The weekend is coming up and a long time friend that you haven’t seen since childhood is coming to visit, you feel excited or anxious. It’s the end of the day from work and you feel relief. A close friend or relative passed away, you feel grief.
These are some example of emotions coming from the small almond shaped component found deep in our brain’s medial temporal lobe functions, called the amygdala. Because of this, as humans, we are capable to experience a wide array of emotions. It is found that if the size of the amygdala changes; it can produce some negative symptoms. (1)
There has been a debate going on over the past years whether or not animals do experience emotions like humans. Some people agree, but some do not.
Animals have similar hardwires in their brains as humans do.
Many proponents say the portion of the brain that get fired up, the amygdala, people and animals have similar outcomes. Our brains are hardwired the same way as an animal’s, so the theory is that it makes complete sense that animals can experience emotions just like people. (2)
To what extent can animals experience emotions? When it comes to sadness, elephants, sea lions, geese, monkeys, and moose all appear to be hit hard by the death of the loved one. On the brighter side, dolphins, chimpanzees, elk, rats, and multitude of mammals and birds that engage in play, appear extremely happy. (3)
Studies conducted on animal’s emotional responses.
A study done by the Integrative and Comparative Biology has evaluated the differences between the emotional responses between animals and humans. They have found that animals do experience emotions at varying levels. (4)
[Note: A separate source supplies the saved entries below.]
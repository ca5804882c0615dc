//! Cart item records.
//!
//! A [`CartItem`] is the unit of cart state: one dish with a quantity and the
//! display fields copied from the menu when it was added. The JSON shape
//! (camelCase) is shared between local storage and the order service.

use serde::{Deserialize, Serialize};

use super::id::{DishId, RestaurantId};
use super::price::Price;

/// A dish picked from a menu, before it lands in a cart.
///
/// Carries every [`CartItem`] field except the quantity.
#[derive(Debug, Clone, PartialEq, Eq, Serialize, Deserialize)]
#[serde(rename_all = "camelCase")]
pub struct DishSelection {
    pub dish_id: DishId,
    pub restaurant_id: RestaurantId,
    /// Unit price as shown on the menu.
    pub price: Price,
    pub dish_name: String,
    #[serde(default)]
    pub dish_description: String,
}

impl DishSelection {
    /// Create a selection with an empty description.
    #[must_use]
    pub fn new(
        dish_id: DishId,
        restaurant_id: RestaurantId,
        price: Price,
        dish_name: impl Into<String>,
    ) -> Self {
        Self {
            dish_id,
            restaurant_id,
            price,
            dish_name: dish_name.into(),
            dish_description: String::new(),
        }
    }

    /// Set the description shown under the dish name.
    #[must_use]
    pub fn with_description(mut self, description: impl Into<String>) -> Self {
        self.dish_description = description.into();
        self
    }
}

/// One cart entry.
///
/// `price` is the unit price last known at add time; it is never
/// re-validated against the catalog.
#[derive(Debug, Clone, PartialEq, Eq, Serialize, Deserialize)]
#[serde(rename_all = "camelCase")]
pub struct CartItem {
    pub dish_id: DishId,
    pub quantity: u32,
    pub price: Price,
    #[serde(default)]
    pub dish_name: String,
    #[serde(default)]
    pub dish_description: String,
    pub restaurant_id: RestaurantId,
}

impl CartItem {
    /// Create a cart entry with quantity 1.
    #[must_use]
    pub fn from_selection(selection: DishSelection) -> Self {
        Self {
            dish_id: selection.dish_id,
            quantity: 1,
            price: selection.price,
            dish_name: selection.dish_name,
            dish_description: selection.dish_description,
            restaurant_id: selection.restaurant_id,
        }
    }

    /// `price * quantity`.
    #[must_use]
    pub fn line_total(&self) -> Price {
        self.price.times(self.quantity)
    }
}

#[cfg(test)]
#[allow(clippy::unwrap_used)]
mod tests {
    use super::*;

    fn selection() -> DishSelection {
        DishSelection::new(
            DishId::new(1),
            RestaurantId::new(10),
            Price::from_units(100),
            "Borscht",
        )
        .with_description("Beetroot soup")
    }

    #[test]
    fn test_from_selection_starts_at_one() {
        let item = CartItem::from_selection(selection());
        assert_eq!(item.quantity, 1);
        assert_eq!(item.dish_name, "Borscht");
        assert_eq!(item.dish_description, "Beetroot soup");
        assert_eq!(item.line_total(), Price::from_units(100));
    }

    #[test]
    fn test_camel_case_json() {
        let item = CartItem::from_selection(selection());
        let json = serde_json::to_value(&item).unwrap();
        assert_eq!(json["dishId"], 1);
        assert_eq!(json["restaurantId"], 10);
        assert_eq!(json["dishName"], "Borscht");
        assert_eq!(json["quantity"], 1);
    }

    #[test]
    fn test_missing_display_fields_default() {
        let item: CartItem = serde_json::from_str(
            r#"{"dishId": 3, "quantity": 2, "price": 40, "restaurantId": 1}"#,
        )
        .unwrap();
        assert_eq!(item.dish_name, "");
        assert_eq!(item.line_total(), Price::from_units(80));
    }
}
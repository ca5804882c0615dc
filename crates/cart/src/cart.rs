//! In-memory cart collection.
//!
//! [`Cart`] owns the entries and enforces the shape invariants: one entry per
//! dish, quantities of at least one, insertion order preserved. It knows
//! nothing about storage or the network.

use std::str::FromStr;

use foodcourt_core::{CartItem, DishId, DishSelection, Price, RestaurantId};
use serde::{Deserialize, Serialize};

/// The user's pending selection, keyed by dish.
#[derive(Debug, Clone, Default, PartialEq, Eq, Serialize, Deserialize)]
#[serde(from = "Vec<CartItem>", into = "Vec<CartItem>")]
pub struct Cart {
    items: Vec<CartItem>,
}

impl Cart {
    /// Create an empty cart.
    #[must_use]
    pub const fn new() -> Self {
        Self { items: Vec::new() }
    }

    /// Build a cart from raw entries.
    ///
    /// Entries with a zero quantity are dropped and duplicate dishes are
    /// folded into the first occurrence, so data from storage or the server
    /// always lands in a valid shape.
    #[must_use]
    pub fn from_items(items: impl IntoIterator<Item = CartItem>) -> Self {
        let mut cart = Self::new();
        for item in items {
            if item.quantity == 0 {
                continue;
            }
            match cart.get_mut(item.dish_id) {
                Some(existing) => existing.quantity = existing.quantity.saturating_add(item.quantity),
                None => cart.items.push(item),
            }
        }
        cart
    }

    /// Entries in insertion order.
    #[must_use]
    pub fn items(&self) -> &[CartItem] {
        &self.items
    }

    #[must_use]
    pub const fn is_empty(&self) -> bool {
        self.items.is_empty()
    }

    /// Number of distinct dishes.
    #[must_use]
    pub const fn len(&self) -> usize {
        self.items.len()
    }

    /// Look up the entry for a dish.
    #[must_use]
    pub fn get(&self, dish_id: DishId) -> Option<&CartItem> {
        self.items.iter().find(|item| item.dish_id == dish_id)
    }

    fn get_mut(&mut self, dish_id: DishId) -> Option<&mut CartItem> {
        self.items.iter_mut().find(|item| item.dish_id == dish_id)
    }

    /// Add one unit of a dish.
    ///
    /// Increments the existing entry, or inserts a new one with quantity 1.
    pub fn add(&mut self, selection: &DishSelection) {
        match self.get_mut(selection.dish_id) {
            Some(existing) => existing.quantity = existing.quantity.saturating_add(1),
            None => self.items.push(CartItem::from_selection(selection.clone())),
        }
    }

    /// Remove a dish. Returns the removed entry, if any.
    pub fn remove(&mut self, dish_id: DishId) -> Option<CartItem> {
        let index = self.items.iter().position(|item| item.dish_id == dish_id)?;
        Some(self.items.remove(index))
    }

    /// Set the quantity of a dish.
    ///
    /// A quantity of zero removes the entry. Unknown dishes are left alone.
    /// Returns `true` if the cart changed.
    pub fn set_quantity(&mut self, dish_id: DishId, quantity: u32) -> bool {
        if quantity == 0 {
            return self.remove(dish_id).is_some();
        }
        match self.get_mut(dish_id) {
            Some(existing) if existing.quantity != quantity => {
                existing.quantity = quantity;
                true
            }
            _ => false,
        }
    }

    pub fn clear(&mut self) {
        self.items.clear();
    }

    /// Sum of `price * quantity` over all entries.
    #[must_use]
    pub fn total_price(&self) -> Price {
        self.items.iter().map(CartItem::line_total).sum()
    }

    /// Sum of quantities over all entries.
    #[must_use]
    pub fn item_count(&self) -> u64 {
        self.items.iter().map(|item| u64::from(item.quantity)).sum()
    }

    /// The restaurant the cart is ordering from: the first entry's.
    #[must_use]
    pub fn restaurant_id(&self) -> Option<RestaurantId> {
        self.items.first().map(|item| item.restaurant_id)
    }

    /// Whether every entry comes from the same restaurant.
    #[must_use]
    pub fn is_single_restaurant(&self) -> bool {
        self.restaurant_id()
            .is_none_or(|first| self.items.iter().all(|item| item.restaurant_id == first))
    }

    #[must_use]
    pub fn into_items(self) -> Vec<CartItem> {
        self.items
    }
}

impl From<Vec<CartItem>> for Cart {
    fn from(items: Vec<CartItem>) -> Self {
        Self::from_items(items)
    }
}

impl From<Cart> for Vec<CartItem> {
    fn from(cart: Cart) -> Self {
        cart.items
    }
}

/// What to do when a dish from another restaurant is added.
#[derive(Debug, Clone, Copy, PartialEq, Eq, Default)]
pub enum RestaurantPolicy {
    /// Empty the cart, then add the new dish.
    #[default]
    Replace,
    /// Refuse the add and keep the cart as is.
    Reject,
    /// Allow dishes from several restaurants in one cart.
    Mixed,
}

/// Result of checking an add against the [`RestaurantPolicy`].
#[derive(Debug, Clone, Copy, PartialEq, Eq)]
pub enum PolicyDecision {
    Proceed,
    ReplaceFirst { previous: RestaurantId },
    Reject { current: RestaurantId },
}

impl RestaurantPolicy {
    /// Decide how an add of a dish from `incoming` applies to `cart`.
    #[must_use]
    pub fn decide(self, cart: &Cart, incoming: RestaurantId) -> PolicyDecision {
        match cart.restaurant_id() {
            Some(current) if current != incoming => match self {
                Self::Replace => PolicyDecision::ReplaceFirst { previous: current },
                Self::Reject => PolicyDecision::Reject { current },
                Self::Mixed => PolicyDecision::Proceed,
            },
            _ => PolicyDecision::Proceed,
        }
    }
}

impl FromStr for RestaurantPolicy {
    type Err = String;

    fn from_str(s: &str) -> Result<Self, Self::Err> {
        match s.trim().to_ascii_lowercase().as_str() {
            "replace" => Ok(Self::Replace),
            "reject" => Ok(Self::Reject),
            "mixed" => Ok(Self::Mixed),
            other => Err(format!(
                "expected one of replace, reject, mixed (got '{other}')"
            )),
        }
    }
}
impl<S: KeyValueStore, A: CartApi> CartStore<S, A> {
    /// Restore the persisted cart, or start empty.
    ///
    /// A stored value that cannot be read or parsed is discarded and the key
    /// is removed; loading itself never fails.
    pub fn load(storage: S, api: A, options: StoreOptions) -> Self {
        let cart = restore(&storage, &options.cart_key);
        debug!(entries = cart.len(), key = %options.cart_key, "Cart store loaded");
        Self {
            storage,
            api,
            options,
            session: None,
            cart,
        }
    }

    #[must_use]
    pub const fn cart(&self) -> &Cart {
        &self.cart
    }

    #[must_use]
    pub fn items(&self) -> &[CartItem] {
        self.cart.items()
    }

    /// Sum of `price * quantity`.
    #[must_use]
    pub fn total_price(&self) -> Price {
        self.cart.total_price()
    }

    /// Sum of quantities.
    #[must_use]
    pub fn item_count(&self) -> u64 {
        self.cart.item_count()
    }

    #[must_use]
    pub const fn session(&self) -> Option<&Session> {
        self.session.as_ref()
    }

    #[must_use]
    pub const fn is_authenticated(&self) -> bool {
        self.session.is_some()
    }

    #[must_use]
    pub const fn storage(&self) -> &S {
        &self.storage
    }

    #[must_use]
    pub const fn api(&self) -> &A {
        &self.api
    }

    #[must_use]
    pub const fn options(&self) -> &StoreOptions {
        &self.options
    }

    /// Update the authentication state.
    ///
    /// Going from no session to a session, or switching users, runs
    /// [`Self::synchronize`] and returns its outcome. A new token for the
    /// same user and logging out do not touch the cart.
    pub async fn set_session(&mut self, session: Option<Session>) -> Option<SyncOutcome> {
        let previous_user = self.session.as_ref().map(Session::user_id);

        let Some(session) = session else {
            if previous_user.is_some() {
                info!("Session ended, cart is now local-only");
            }
            self.session = None;
            return None;
        };

        let user_id = session.user_id();
        self.session = Some(session);
        if previous_user == Some(user_id) {
            return None;
        }

        info!(%user_id, "Session authenticated, synchronizing cart");
        Some(self.synchronize().await)
    }

    /// Attach a session whose cart was already synchronized, without merging.
    ///
    /// For processes that restart with a persisted cart and a still-valid
    /// token. Merging again would add the local quantities to the server's
    /// a second time.
    pub fn resume_session(&mut self, session: Session) {
        debug!(user_id = %session.user_id(), "Resuming session without sync");
        self.session = Some(session);
    }

    /// Add one unit of a dish, subject to the restaurant policy.
    pub async fn add_item(&mut self, selection: DishSelection) -> AddOutcome {
        match self
            .options
            .restaurant_policy
            .decide(&self.cart, selection.restaurant_id)
        {
            PolicyDecision::Proceed => AddOutcome::Added {
                path: self.apply(CartOp::Add(&selection)).await,
            },
            PolicyDecision::ReplaceFirst { previous } => {
                info!(
                    %previous,
                    incoming = %selection.restaurant_id,
                    "Dish from another restaurant, replacing cart"
                );
                self.apply(CartOp::Clear).await;
                AddOutcome::Replaced {
                    previous,
                    path: self.apply(CartOp::Add(&selection)).await,
                }
            }
            PolicyDecision::Reject { current } => {
                info!(
                    %current,
                    incoming = %selection.restaurant_id,
                    "Dish from another restaurant rejected"
                );
                AddOutcome::Rejected { current }
            }
        }
    }

    /// Remove a dish.
    pub async fn remove_item(&mut self, dish_id: DishId) -> MutationPath {
        self.apply(CartOp::Remove(dish_id)).await
    }

    /// Set a dish's quantity. Zero removes the dish.
    pub async fn update_quantity(&mut self, dish_id: DishId, quantity: u32) -> MutationPath {
        if quantity == 0 {
            return self.remove_item(dish_id).await;
        }
        self.apply(CartOp::UpdateQuantity(dish_id, quantity)).await
    }

    /// Empty the cart, locally and (when authenticated) on the server.
    pub async fn clear(&mut self) -> MutationPath {
        self.apply(CartOp::Clear).await
    }

    /// Merge the local cart with the server cart and adopt the result.
    ///
    /// Failures are logged. A 401 also drops the session.
    pub async fn synchronize(&mut self) -> SyncOutcome {
        let Some(session) = self.session.as_ref() else {
            return SyncOutcome::Skipped;
        };

        let policy = self.options.restaurant_policy;
        match sync::synchronize(&self.api, session, &self.cart, policy).await {
            Ok(cart) => {
                self.cart = cart;
                self.persist();
                info!(entries = self.cart.len(), "Cart synchronized with server");
                SyncOutcome::Synced {
                    entries: self.cart.len(),
                }
            }
            Err(e) => {
                warn!(error = %e, "Cart synchronization failed");
                if e.api_error().is_unauthorized() {
                    self.drop_session();
                }
                SyncOutcome::Failed
            }
        }
    }

    async fn apply(&mut self, op: CartOp<'_>) -> MutationPath {
        let (path, rejected) = match self.session.as_ref() {
            Some(session) => {
                let mut remote = RemoteBacked::new(&self.api, session);
                let path = remote.apply(&mut self.cart, op).await;
                (path, remote.session_rejected())
            }
            None => (LocalOnly.apply(&mut self.cart, op).await, false),
        };

        if rejected {
            self.drop_session();
        }
        self.persist();
        path
    }

    pub(crate) fn drop_session(&mut self) {
        if self.session.take().is_some() {
            warn!("Backend rejected the session, cart is now local-only");
        }
    }

    /// Write the full cart to storage. Failures are logged, not returned.
    fn persist(&self) {
        let key = &self.options.cart_key;
        let result = serde_json::to_string(&self.cart)
            .map_err(StorageError::from)
            .and_then(|json| self.storage.set(key, &json));

        if let Err(e) = result {
            error!(error = %e, %key, "Failed to persist cart");
        }
    }
}
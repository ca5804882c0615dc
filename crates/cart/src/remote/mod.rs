//! Backend cart and order API.
//!
//! # Architecture
//!
//! - [`CartApi`] and [`OrderApi`] are the contracts the cart store consumes
//! - [`HttpCartClient`] implements both over `reqwest`
//! - Request and response bodies are owned by the backend; [`types`] holds
//!   the client's view of them
//!
//! # Endpoints
//!
//! | Operation        | Request                                   |
//! |------------------|-------------------------------------------|
//! | get cart         | `GET    {base}/cart`                      |
//! | add item         | `POST   {base}/cart/add`                  |
//! | remove item      | `DELETE {base}/cart/remove/{dishId}`      |
//! | update quantity  | `PUT    {base}/cart/update/{dishId}?quantity=n` |
//! | clear cart       | `DELETE {base}/cart/clear`                |
//! | place order      | `POST   {base}/orders/place`              |

mod client;
pub mod types;

pub use client::HttpCartClient;
pub use types::*;

use std::future::Future;

use foodcourt_core::{CartItem, DishId};
use thiserror::Error;

use crate::session::Session;

/// Errors that can occur when talking to the backend.
#[derive(Debug, Error)]
pub enum CartApiError {
    /// HTTP request failed (connection, timeout, body read).
    #[error("HTTP error: {0}")]
    Http(#[from] reqwest::Error),

    /// The backend rejected the session token.
    #[error("Unauthorized: session rejected by backend")]
    Unauthorized,

    /// The backend answered with a non-success status.
    #[error("API error: {status} - {message}")]
    Api { status: u16, message: String },

    /// JSON parsing failed.
    #[error("JSON parse error: {0}")]
    Parse(#[from] serde_json::Error),

    /// Endpoint URL could not be built.
    #[error("Invalid endpoint: {0}")]
    Endpoint(#[from] url::ParseError),
}

impl CartApiError {
    /// Whether the backend rejected the session.
    #[must_use]
    pub const fn is_unauthorized(&self) -> bool {
        matches!(self, Self::Unauthorized)
    }
}

/// Server-side cart operations.
pub trait CartApi: Send + Sync {
    /// Fetch the authoritative server cart.
    fn get_cart(
        &self,
        session: &Session,
    ) -> impl Future<Output = Result<Vec<RemoteCartItem>, CartApiError>> + Send;

    /// Add `item.quantity` units of a dish. The backend accumulates quantities
    /// for dishes it already holds.
    fn add_item(
        &self,
        session: &Session,
        item: &CartItem,
    ) -> impl Future<Output = Result<(), CartApiError>> + Send;

    fn remove_item(
        &self,
        session: &Session,
        dish_id: DishId,
    ) -> impl Future<Output = Result<(), CartApiError>> + Send;

    /// Set the quantity of a dish the server already holds.
    fn update_quantity(
        &self,
        session: &Session,
        dish_id: DishId,
        quantity: u32,
    ) -> impl Future<Output = Result<(), CartApiError>> + Send;

    fn clear_cart(&self, session: &Session) -> impl Future<Output = Result<(), CartApiError>> + Send;

    /// Make the server cart equal to `merged`, given the `server` cart it was
    /// merged from.
    ///
    /// Dishes the server already holds get an absolute `update_quantity`;
    /// new dishes go through `add_item`. This is not atomic: an error stops
    /// the loop and leaves earlier writes in place. Backends with a batch
    /// endpoint should override it.
    fn reconcile(
        &self,
        session: &Session,
        server: &[RemoteCartItem],
        merged: &[CartItem],
    ) -> impl Future<Output = Result<(), CartApiError>> + Send {
        async move {
            for item in merged {
                match server.iter().find(|s| s.dish_id == item.dish_id) {
                    Some(existing) if existing.quantity == item.quantity => {}
                    Some(_) => {
                        self.update_quantity(session, item.dish_id, item.quantity)
                            .await?;
                    }
                    None => self.add_item(session, item).await?,
                }
            }
            Ok(())
        }
    }
}

/// Order placement.
pub trait OrderApi: Send + Sync {
    fn place_order(
        &self,
        session: &Session,
        request: &PlaceOrderRequest,
    ) -> impl Future<Output = Result<PlacedOrder, CartApiError>> + Send;
}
Another study was done to evaluate if humans can detect an animal’s facial expression. This study discovered that a good majority of people could detect the facial expression of a dog pretty accurately. Dr. Tina Bloom, a psychologist, states, “We have shown that humans are also able to accurately, if not perfectly, identify at least one dog’s facial expressions.” (5)
How about jealousy?
Christine Harris, an emotional researcher from the University of California, conducted a study to determine animal’s jealousy. According to her study, dogs do get jealous! The test was set up when researchers brought in 36 dogs in their owner’s home and videotaped the dogs as their owners ignored them for three different items: a stuffed animated dog that barked and wagged, a jack-o’-lantern, and a pop-up children’s book that played melodies. (6)
Which one did the dogs flipped out over?
If you thought the stuffed dog, you are correct! The dogs were twice as likely to push or touch their owner when the owner was playing with the stuffed dog compared to the other two items. Additionally, one-third of the dogs tried to nudge their way to the owner. A quarter of them snapped at the fake dog.